Cloning, Isolation, and PCR Amplification of Identified Putative R Gene Analogs (RGAs)

The genomic DNA samples from 25 known pigeonpea cultivars were scanned for presence of identified putative R genes. EPrimer (Spapé et al., 2014) was employed for designing the PCR primer sets. A list of the primer sequences used in PCR amplification are given in Supplementary Table 7. Eluted PCR amplificons were sequenced by the Sanger sequencing method. Isolated pigeonpea resistance gene analogs were deposited to NCBI (Supplementary Table 6).

Discussion

In the present work, we chose two available incomplete draft assemblies and employed a reconciliation algorithm to correct any errors. The two compared draft assemblies A1 and A2 had low genome coverage with several repeats and gaps causing disjoints between contigs. A meta-assembler was employed in the present work based on the genome reconciliation algorithm. The computational framework included a merger between the two draft assemblies, A1 and A2, aligning them by selecting common homologous sequence matches and mismatches present in both, resolving gaps, and other sequence errors, to obtain a consensus and complete assembly.

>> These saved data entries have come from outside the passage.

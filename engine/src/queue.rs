//! Pending operation queue.
//!
//! Every local mutation is recorded here in the exact order performed, so a
//! sync pass can replay it deterministically against the remote store. The
//! queue survives process restarts as part of the store snapshot.

use crate::{
    operation::{Operation, OperationId},
    Timestamp,
};
use serde::{Deserialize, Serialize};

/// A queued operation waiting to be replayed remotely.
#[derive(Debug, Clone, PartialEq, Serialize, Deserialize)]
#[serde(rename_all = "camelCase")]
pub struct PendingOp {
    /// The operation
    pub operation: Operation,
    /// When it was applied locally
    pub enqueued_at: Timestamp,
    /// Remote replay attempts that ended in rejection
    #[serde(default)]
    pub attempts: u32,
}

/// Strictly ordered log of not-yet-synced operations.
#[derive(Debug, Clone, Default, PartialEq, Serialize, Deserialize)]
#[serde(rename_all = "camelCase")]
pub struct PendingQueue {
    ops: Vec<PendingOp>,
}

impl PendingQueue {
    pub fn new() -> Self {
        Self::default()
    }

    /// Append an operation. Ordering is enqueue order, always.
    pub fn enqueue(&mut self, operation: Operation, now: Timestamp) {
        self.ops.push(PendingOp {
            operation,
            enqueued_at: now,
            attempts: 0,
        });
    }

    /// All queued operations, oldest first. Sync drains them in this order.
    pub fn ops(&self) -> &[PendingOp] {
        &self.ops
    }

    pub fn iter(&self) -> impl Iterator<Item = &PendingOp> {
        self.ops.iter()
    }

    pub fn len(&self) -> usize {
        self.ops.len()
    }

    pub fn is_empty(&self) -> bool {
        self.ops.is_empty()
    }

    /// Remove exactly the named operations after their remote replay was
    /// durably confirmed. The relative order of the rest is untouched.
    pub fn acknowledge(&mut self, op_ids: &[OperationId]) {
        self.ops.retain(|p| !op_ids.contains(p.operation.op_id()));
    }

    /// Record a rejected replay attempt. Returns the new attempt count, or
    /// `None` if the operation is no longer queued.
    pub fn note_attempt(&mut self, op_id: &str) -> Option<u32> {
        let pending = self
            .ops
            .iter_mut()
            .find(|p| p.operation.op_id().as_str() == op_id)?;
        pending.attempts += 1;
        Some(pending.attempts)
    }

    /// Drop a permanently rejected operation without acknowledging it.
    pub fn discard(&mut self, op_id: &str) -> bool {
        let before = self.ops.len();
        self.ops.retain(|p| p.operation.op_id().as_str() != op_id);
        self.ops.len() < before
    }

    /// Remove every queued operation.
    pub fn clear(&mut self) {
        self.ops.clear();
    }
}

impl From<Vec<PendingOp>> for PendingQueue {
    fn from(ops: Vec<PendingOp>) -> Self {
        Self { ops }
    }
}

To begin with we wanted to select the order in which the input draft assemblies were to be merged to gain a subsequent superior alignment with higher read depth and read mapping. After several permutations, we observed that treating assembly A1 as the master and aligning it with assembly A2 yielded better read mapping and lengthier scaffolds of 592,970,700 mb. Merging the two draft assemblies, in course of alignment, the meta-assembler yielded matched and mismatched portions in the merged assembly by identifying homologous genomic regions with a shared set of reads. Mismatches included gaps that had to be filled with right sized read sequences.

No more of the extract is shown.